General-Purpose Functions

Description

Calculate the value of tomorrow's close that would cause an indicator to reach a specific level

Syntax

TargetPrice(expression, value, range {50})

Parameters

expression - an indicator formula

value - the desired return value of the indicator

range {50} - today's close plus/minus this percentage sets the range of prices to try

Return Value

The price that, if it were tomorrow's close, would come nearest to producing the desired indicator value.

Notes

This function uses binary search logic to govern an iterative process:

temporarily coerce tomorrow's OHLC values to a specific value in the data (adding an extra bar at the end if needed)

call the indicator function with a one-bar lookahead offset e.g. MA(C, 20)[-1]

narrow the search range based on whether the result was too low or too high

The optional range argument lets you control how wide a range to allow.
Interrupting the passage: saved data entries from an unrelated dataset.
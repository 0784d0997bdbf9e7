//! Free text to closed label sets.
//!
//! Each normalizer is an ordered rule table. Input is lower-cased and the
//! first rule with a keyword occurring in it wins, so order matters wherever
//! keyword sets overlap. Market-size keywords must be whole words. Crore
//! amounts and year counts are read as numbers when no keyword claims them.
//! Input that already is one of the labels passes through unchanged.
//!
//! Absent, blank and unrecognized input all map to a per-normalizer default:
//!
//! | normalizer     | default          |
//! |----------------|------------------|
//! | category       | `Other`          |
//! | investment     | `Under ₹1 Lakh`  |
//! | timeline       | `3-6 months`     |
//! | market size    | `Global`         |
//! | business model | `B2C`            |
//!
//! The defaults are not uniform. [`Normalized::fallback`] records when one
//! was used so callers can report it.

use std::str::FromStr;
use std::sync::OnceLock;

use regex::Regex;

use ideas_model::{BusinessModel, Category, InvestmentRange, MarketSize, TimeToStart};

/// A normalized value and whether it came from the default.
#[derive(Debug, Clone, Copy, PartialEq, Eq)]
pub struct Normalized<T> {
    pub value: T,
    pub fallback: bool,
}

impl<T> Normalized<T> {
    fn matched(value: T) -> Self {
        Self {
            value,
            fallback: false,
        }
    }

    fn default_to(value: T) -> Self {
        Self {
            value,
            fallback: true,
        }
    }
}

/// How a keyword has to sit in the input to count.
#[derive(Debug, Clone, Copy, PartialEq, Eq)]
enum Matching {
    /// Anywhere, including inside longer words ("healthtech" has "health").
    Substring,
    /// Keywords that start with a digit must not continue a number, so
    /// "5l" matches "₹5l" but not "15l" or "2.5l".
    Amount,
    /// Whole words only: "city" does not match "electricity".
    Word,
}

struct Rule<T> {
    keywords: &'static [&'static str],
    label: T,
}

const fn rule<T>(keywords: &'static [&'static str], label: T) -> Rule<T> {
    Rule { keywords, label }
}

/// Shared front half of every normalizer: blank input takes the default,
/// an exact label passes through, anything else goes to `find` lower-cased.
fn classify<T, F>(input: Option<&str>, default: T, find: F) -> Normalized<T>
where
    T: FromStr,
    F: FnOnce(&str) -> Option<T>,
{
    let Some(raw) = input.map(str::trim).filter(|s| !s.is_empty()) else {
        return Normalized::default_to(default);
    };
    if let Ok(exact) = raw.parse::<T>() {
        return Normalized::matched(exact);
    }

    match find(&raw.to_lowercase()) {
        Some(value) => Normalized::matched(value),
        None => Normalized::default_to(default),
    }
}

fn first_match<T: Copy>(text: &str, rules: &[Rule<T>], matching: Matching) -> Option<T> {
    rules
        .iter()
        .find(|r| r.keywords.iter().any(|k| contains(text, k, matching)))
        .map(|r| r.label)
}

fn contains(text: &str, keyword: &str, matching: Matching) -> bool {
    let continues_number = |c: char| c.is_ascii_digit() || c == '.';
    match matching {
        Matching::Substring => text.contains(keyword),
        Matching::Amount if !keyword.starts_with(|c: char| c.is_ascii_digit()) => {
            text.contains(keyword)
        }
        Matching::Amount => text
            .match_indices(keyword)
            .any(|(at, _)| !text[..at].chars().next_back().is_some_and(continues_number)),
        Matching::Word => text.match_indices(keyword).any(|(at, k)| {
            let before = text[..at].chars().next_back();
            let after = text[at + k.len()..].chars().next();
            !before.is_some_and(char::is_alphanumeric) && !after.is_some_and(char::is_alphanumeric)
        }),
    }
}

/// Leading number of the first `<number> <unit>` in `text`, where the
/// number does not continue an earlier one.
fn quantity(pattern: &Regex, text: &str) -> Option<f64> {
    pattern
        .captures(text)
        .and_then(|c| c.get(1))
        .and_then(|m| m.as_str().parse().ok())
}

// ============================================================================
// Category
// ============================================================================

// Domain categories precede Technology so "edtech" or "agritech" land in
// their domain; "ai" is a bare substring and would otherwise claim words
// like "retail" or "training".
static CATEGORY_RULES: &[Rule<Category>] = &[
    rule(
        &["health", "wellness", "fitness", "medical", "medicine", "clinic", "pharma", "hospital", "doctor"],
        Category::Healthcare,
    ),
    rule(
        &["education", "edtech", "learning", "school", "tutor", "teaching", "course", "coaching", "training"],
        Category::Education,
    ),
    rule(
        &["finance", "fintech", "bank", "payment", "insurance", "invest", "loan", "lending", "accounting"],
        Category::Finance,
    ),
    rule(
        &["e-commerce", "ecommerce", "online store", "retail", "shop", "d2c"],
        Category::ECommerce,
    ),
    rule(
        &["food", "beverage", "restaurant", "cafe", "kitchen", "bakery", "catering", "drink", "chai", "coffee"],
        Category::FoodAndBeverage,
    ),
    rule(
        &["travel", "tourism", "hotel", "hospitality", "homestay", "trip"],
        Category::TravelAndTourism,
    ),
    rule(
        &["real estate", "realestate", "property", "housing", "construction", "rental"],
        Category::RealEstate,
    ),
    rule(
        &["entertainment", "media", "gaming", "game", "music", "film", "event", "content"],
        Category::Entertainment,
    ),
    rule(
        &["fashion", "apparel", "clothing", "textile", "jewel", "beauty", "salon"],
        Category::Fashion,
    ),
    rule(&["sport", "fitness", "gym", "yoga", "athlet"], Category::Sports),
    rule(
        &["automotive", "automobile", "vehicle", "car ", "bike", "ev ", "mobility", "garage"],
        Category::Automotive,
    ),
    rule(
        &["agri", "farm", "dairy", "organic", "crop", "poultry", "fishery"],
        Category::Agriculture,
    ),
    rule(
        &["energy", "solar", "renewable", "power", "battery", "electric"],
        Category::Energy,
    ),
    rule(
        &["manufactur", "factory", "production", "industrial", "fabrication"],
        Category::Manufacturing,
    ),
    rule(
        &["tech", "ai", "software", "app", "digital", "saas", "iot", "robot", "blockchain", "cloud"],
        Category::Technology,
    ),
];

pub fn normalize_category(input: Option<&str>) -> Normalized<Category> {
    classify(input, Category::Other, |text| {
        first_match(text, CATEGORY_RULES, Matching::Substring)
    })
}

// ============================================================================
// Investment
// ============================================================================

// Descending magnitude. "₹1.2 Cr" reads as the ₹50 Lakhs - 1 Crore bucket.
// Other crore amounts go through `crore_bucket` before any lakh rule runs.
static CRORE_RULES: &[Rule<InvestmentRange>] = &[
    rule(
        &["above ₹1 cr", "above 1 cr", "above rs 1 cr", "1cr+", "1 cr+", "1 crore+"],
        InvestmentRange::AboveOneCrore,
    ),
    rule(
        &["1.2cr", "1.2 cr", "1cr", "1 cr", "one crore", "0.5cr", "0.5 cr"],
        InvestmentRange::FiftyLakhsToOneCrore,
    ),
];

static LAKH_RULES: &[Rule<InvestmentRange>] = &[
    rule(
        &["75l", "75 l", "60l", "60 l"],
        InvestmentRange::FiftyLakhsToOneCrore,
    ),
    rule(
        &["50l", "50 l", "40l", "40 l", "30l", "30 l"],
        InvestmentRange::TwentyFiveToFiftyLakhs,
    ),
    rule(
        &["25l", "25 l", "20l", "20 l", "15l", "15 l", "12l", "12 l"],
        InvestmentRange::TenToTwentyFiveLakhs,
    ),
    rule(
        &["10l", "10 l", "8l", "8 l", "7l", "7 l", "6l", "6 l"],
        InvestmentRange::FiveToTenLakhs,
    ),
    rule(
        &["5l", "5 l", "4l", "4 l", "3l", "3 l", "2.5l", "2.5 l", "2l", "2 l"],
        InvestmentRange::OneToFiveLakhs,
    ),
    rule(&["1l", "1 l", "thousand"], InvestmentRange::UnderOneLakh),
];

fn crore_pattern() -> &'static Regex {
    static RE: OnceLock<Regex> = OnceLock::new();
    RE.get_or_init(|| {
        Regex::new(r"(?:^|[^0-9.])([0-9]+(?:\.[0-9]+)?)\s*(?:crores?|cr)\b")
            .expect("static crore pattern")
    })
}

/// Buckets a crore amount by its value in lakhs. Bucket upper bounds are
/// inclusive, matching the lakh keyword tables.
fn crore_bucket(crores: f64) -> InvestmentRange {
    let lakhs = crores * 100.0;
    if lakhs > 100.0 {
        InvestmentRange::AboveOneCrore
    } else if lakhs > 50.0 {
        InvestmentRange::FiftyLakhsToOneCrore
    } else if lakhs > 25.0 {
        InvestmentRange::TwentyFiveToFiftyLakhs
    } else if lakhs > 10.0 {
        InvestmentRange::TenToTwentyFiveLakhs
    } else if lakhs > 5.0 {
        InvestmentRange::FiveToTenLakhs
    } else if lakhs >= 1.0 {
        InvestmentRange::OneToFiveLakhs
    } else {
        InvestmentRange::UnderOneLakh
    }
}

pub fn normalize_investment(input: Option<&str>) -> Normalized<InvestmentRange> {
    classify(input, InvestmentRange::UnderOneLakh, |text| {
        first_match(text, CRORE_RULES, Matching::Amount)
            .or_else(|| quantity(crore_pattern(), text).map(crore_bucket))
            .or_else(|| first_match(text, LAKH_RULES, Matching::Amount))
    })
}

// ============================================================================
// Timeline
// ============================================================================

// "More than 2 years" must win over the "2 year" of the 1-2 years rule,
// "6 months to 1 year" over its "1 year", and "3-6 months" over the
// "3 month" of the 1-3 months rule. Year counts no rule names go through
// `year_bucket`.
static TIMELINE_RULES: &[Rule<TimeToStart>] = &[
    rule(
        &["immediate", "asap", "right away", "0 month", "0-1 month"],
        TimeToStart::Immediately,
    ),
    rule(
        &["more than 2 year", "2+ year", "2-3 year", "3+ year", "3 year", "4 year", "5 year", "36 month"],
        TimeToStart::MoreThanTwoYears,
    ),
    rule(
        &["months to 1 year", "month to 1 year", "months - 1 year", "months-1 year"],
        TimeToStart::SixToTwelveMonths,
    ),
    rule(
        &["1-2 year", "1 - 2 year", "1.5 year", "1 year", "2 year", "12-24 month", "18 month", "24 month"],
        TimeToStart::OneToTwoYears,
    ),
    rule(
        &["6-12 month", "6 - 12 month", "6-9 month", "12 month", "10 month", "9 month", "8 month", "7 month"],
        TimeToStart::SixToTwelveMonths,
    ),
    rule(
        &["3-6 month", "3 - 6 month", "4-6 month", "6 month", "5 month", "4 month"],
        TimeToStart::ThreeToSixMonths,
    ),
    rule(
        &["1-3 month", "1 - 3 month", "2-3 month", "3 month", "2 month", "1 month", "week"],
        TimeToStart::OneToThreeMonths,
    ),
];

fn years_pattern() -> &'static Regex {
    static RE: OnceLock<Regex> = OnceLock::new();
    RE.get_or_init(|| {
        Regex::new(r"(?:^|[^0-9.])([0-9]+(?:\.[0-9]+)?)\s*\+?\s*(?:years?|yrs?)\b")
            .expect("static years pattern")
    })
}

fn year_bucket(years: f64) -> TimeToStart {
    if years > 2.0 {
        TimeToStart::MoreThanTwoYears
    } else if years >= 1.0 {
        TimeToStart::OneToTwoYears
    } else {
        TimeToStart::SixToTwelveMonths
    }
}

pub fn normalize_timeline(input: Option<&str>) -> Normalized<TimeToStart> {
    classify(input, TimeToStart::ThreeToSixMonths, |text| {
        first_match(text, TIMELINE_RULES, Matching::Amount)
            .or_else(|| quantity(years_pattern(), text).map(year_bucket))
    })
}

// ============================================================================
// Market size
// ============================================================================

// Whole-word keywords, so "electricity" is not a city and "real estate"
// not a state. Local still runs first: "city-wide across the state" is Local.
static MARKET_SIZE_RULES: &[Rule<MarketSize>] = &[
    rule(
        &["local", "city", "cities", "citywide", "town", "towns", "neighbourhood", "neighborhood", "village", "villages"],
        MarketSize::Local,
    ),
    rule(
        &["regional", "region", "state", "states", "statewide", "district", "districts"],
        MarketSize::Regional,
    ),
    rule(
        &["international", "multinational", "cross-border", "export", "exports", "overseas"],
        MarketSize::International,
    ),
    rule(
        &["national", "nationwide", "pan-india", "india", "country", "countrywide"],
        MarketSize::National,
    ),
    rule(&["global", "globally", "world", "worldwide"], MarketSize::Global),
];

pub fn normalize_market_size(input: Option<&str>) -> Normalized<MarketSize> {
    classify(input, MarketSize::Global, |text| {
        first_match(text, MARKET_SIZE_RULES, Matching::Word)
    })
}

// ============================================================================
// Business model
// ============================================================================

// "b2b2c" contains both "b2b" and "b2c".
static BUSINESS_MODEL_RULES: &[Rule<BusinessModel>] = &[
    rule(&["b2b2c"], BusinessModel::B2B2C),
    rule(&["freemium"], BusinessModel::Freemium),
    rule(
        &["subscription", "saas", "recurring", "membership"],
        BusinessModel::Subscription,
    ),
    rule(&["marketplace", "commission"], BusinessModel::Marketplace),
    rule(&["c2c", "peer-to-peer", "p2p"], BusinessModel::C2C),
    rule(
        &["b2b", "business-to-business", "enterprise"],
        BusinessModel::B2B,
    ),
    rule(
        &["b2c", "d2c", "direct-to-consumer", "consumer", "retail"],
        BusinessModel::B2C,
    ),
];

pub fn normalize_business_model(input: Option<&str>) -> Normalized<BusinessModel> {
    classify(input, BusinessModel::B2C, |text| {
        first_match(text, BUSINESS_MODEL_RULES, Matching::Substring)
    })
}
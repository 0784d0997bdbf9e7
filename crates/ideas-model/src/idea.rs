//! The canonical idea document.

use chrono::{DateTime, Utc};
use serde::{Deserialize, Serialize};
use std::collections::BTreeSet;

use crate::labels::{BusinessModel, Category, IdeaStatus, InvestmentRange, MarketSize, TimeToStart};
use crate::validate::{self, ValidationError};
use crate::{IdeaId, UserId};

#[derive(Debug, Clone, PartialEq, Eq, Serialize, Deserialize)]
#[serde(rename_all = "camelCase")]
pub struct Contact {
    pub email: String,
    #[serde(default, skip_serializing_if = "Option::is_none")]
    pub phone: Option<String>,
}

/// Every writable field of an idea.
///
/// This is what submissions and the legacy transformer produce; the store
/// wraps it into an [`Idea`] with an id, engagement state and timestamps.
#[derive(Debug, Clone, PartialEq, Serialize, Deserialize)]
#[serde(rename_all = "camelCase")]
pub struct NewIdea {
    #[serde(default, skip_serializing_if = "Option::is_none")]
    pub original_id: Option<u64>,
    pub title: String,
    pub description: String,
    pub category: Category,
    pub investment_range: InvestmentRange,
    pub time_to_start: TimeToStart,
    pub business_model: BusinessModel,
    pub market_size: MarketSize,
    pub target_audience: String,
    pub competitive_advantage: String,
    pub challenges: String,
    pub key_features: Vec<String>,
    pub revenue_streams: Vec<String>,
    pub required_skills: Vec<String>,
    #[serde(default)]
    pub tags: Vec<String>,
    #[serde(default, skip_serializing_if = "Option::is_none")]
    pub image: Option<String>,
    pub contact: Contact,
    #[serde(default)]
    pub status: IdeaStatus,
    #[serde(default)]
    pub is_static_idea: bool,
    #[serde(default)]
    pub featured: bool,
    pub uploaded_by: UserId,
    pub uploaded_by_email: String,
    pub uploaded_by_name: String,
    #[serde(default)]
    pub views: u64,
    #[serde(default)]
    pub likes: u64,
}

impl NewIdea {
    pub fn validate(&self) -> Result<(), ValidationError> {
        validate::required_text("title", &self.title, validate::TITLE_MAX)?;
        validate::required_text("description", &self.description, validate::DESCRIPTION_MAX)?;
        validate::max_len(
            "targetAudience",
            &self.target_audience,
            validate::TARGET_AUDIENCE_MAX,
        )?;
        validate::max_len(
            "competitiveAdvantage",
            &self.competitive_advantage,
            validate::COMPETITIVE_ADVANTAGE_MAX,
        )?;
        validate::max_len("challenges", &self.challenges, validate::CHALLENGES_MAX)?;
        validate::cardinality("keyFeatures", &self.key_features, validate::KEY_FEATURES)?;
        validate::cardinality(
            "revenueStreams",
            &self.revenue_streams,
            validate::REVENUE_STREAMS,
        )?;
        validate::cardinality(
            "requiredSkills",
            &self.required_skills,
            validate::REQUIRED_SKILLS,
        )?;
        validate::email("contact.email", &self.contact.email)?;
        validate::phone("contact.phone", self.contact.phone.as_deref())?;
        Ok(())
    }
}

/// A stored idea.
#[derive(Debug, Clone, PartialEq, Serialize, Deserialize)]
#[serde(rename_all = "camelCase")]
pub struct Idea {
    pub id: IdeaId,
    #[serde(flatten)]
    pub content: NewIdea,
    #[serde(default)]
    pub liked_by: BTreeSet<UserId>,
    #[serde(default)]
    pub saved_by: BTreeSet<UserId>,
    pub created_at: DateTime<Utc>,
    pub updated_at: DateTime<Utc>,
}

impl Idea {
    pub fn new(id: IdeaId, content: NewIdea, now: DateTime<Utc>) -> Self {
        Self {
            id,
            content,
            liked_by: BTreeSet::new(),
            saved_by: BTreeSet::new(),
            created_at: now,
            updated_at: now,
        }
    }

    pub fn validate(&self) -> Result<(), ValidationError> {
        self.content.validate()
    }

    pub fn is_owned_by(&self, user: UserId) -> bool {
        self.content.uploaded_by == user
    }
}

/// Partial update of an idea; `None` leaves the field untouched.
///
/// Ownership, provenance and engagement counters are not patchable.
#[derive(Debug, Clone, Default, PartialEq, Serialize, Deserialize)]
#[serde(rename_all = "camelCase", default)]
pub struct IdeaPatch {
    pub title: Option<String>,
    pub description: Option<String>,
    pub category: Option<Category>,
    pub investment_range: Option<InvestmentRange>,
    pub time_to_start: Option<TimeToStart>,
    pub business_model: Option<BusinessModel>,
    pub market_size: Option<MarketSize>,
    pub target_audience: Option<String>,
    pub competitive_advantage: Option<String>,
    pub challenges: Option<String>,
    pub key_features: Option<Vec<String>>,
    pub revenue_streams: Option<Vec<String>>,
    pub required_skills: Option<Vec<String>>,
    pub tags: Option<Vec<String>>,
    pub image: Option<String>,
    pub contact: Option<Contact>,
    pub status: Option<IdeaStatus>,
    pub featured: Option<bool>,
}

impl IdeaPatch {
    pub fn is_empty(&self) -> bool {
        *self == IdeaPatch::default()
    }

    pub fn apply_to(self, idea: &mut NewIdea) {
        let IdeaPatch {
            title,
            description,
            category,
            investment_range,
            time_to_start,
            business_model,
            market_size,
            target_audience,
            competitive_advantage,
            challenges,
            key_features,
            revenue_streams,
            required_skills,
            tags,
            image,
            contact,
            status,
            featured,
        } = self;

        macro_rules! set {
            ($($field:ident),+) => {
                $(if let Some(v) = $field { idea.$field = v; })+
            };
        }
        set!(
            title,
            description,
            category,
            investment_range,
            time_to_start,
            business_model,
            market_size,
            target_audience,
            competitive_advantage,
            challenges,
            key_features,
            revenue_streams,
            required_skills,
            tags,
            contact,
            status,
            featured
        );
        if image.is_some() {
            idea.image = image;
        }
    }
}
For example if today's close was 100 and the default 50% range is used, it will start with the range 50 to 150 and narrow it from there. If the required price is outside the range, the result will be the range boundary, not the correct price.

For a quick test of how this works, compare TargetPrice(RSI(2), 50) to RRSI(2, 50) -- the results will be the same (or very close).

(RRSI is much faster than TargetPrice because it can calculate the needed price deterministically. TargetPrice is meant for use with other indicators that don't support a deterministic reverse version, e.g. CRSI.)

The expression passed to TargetPrice should not be a reference to a Data array containing a previously-calculated indicator. The iterative search process requires multiple recalculations of the indicator while searching for the needed price. Data items are not recalculated for this purpose.

It is NOT recommended to use TargetPrice within a Data Section formula. It is best suited for use in an EntryLimit or ExitLimit formula, where it will only be evaluated for each setup or open position respectively, not for every bar of every stock in the universe. This is not a speedy function, especially when used with long-lookback indicators.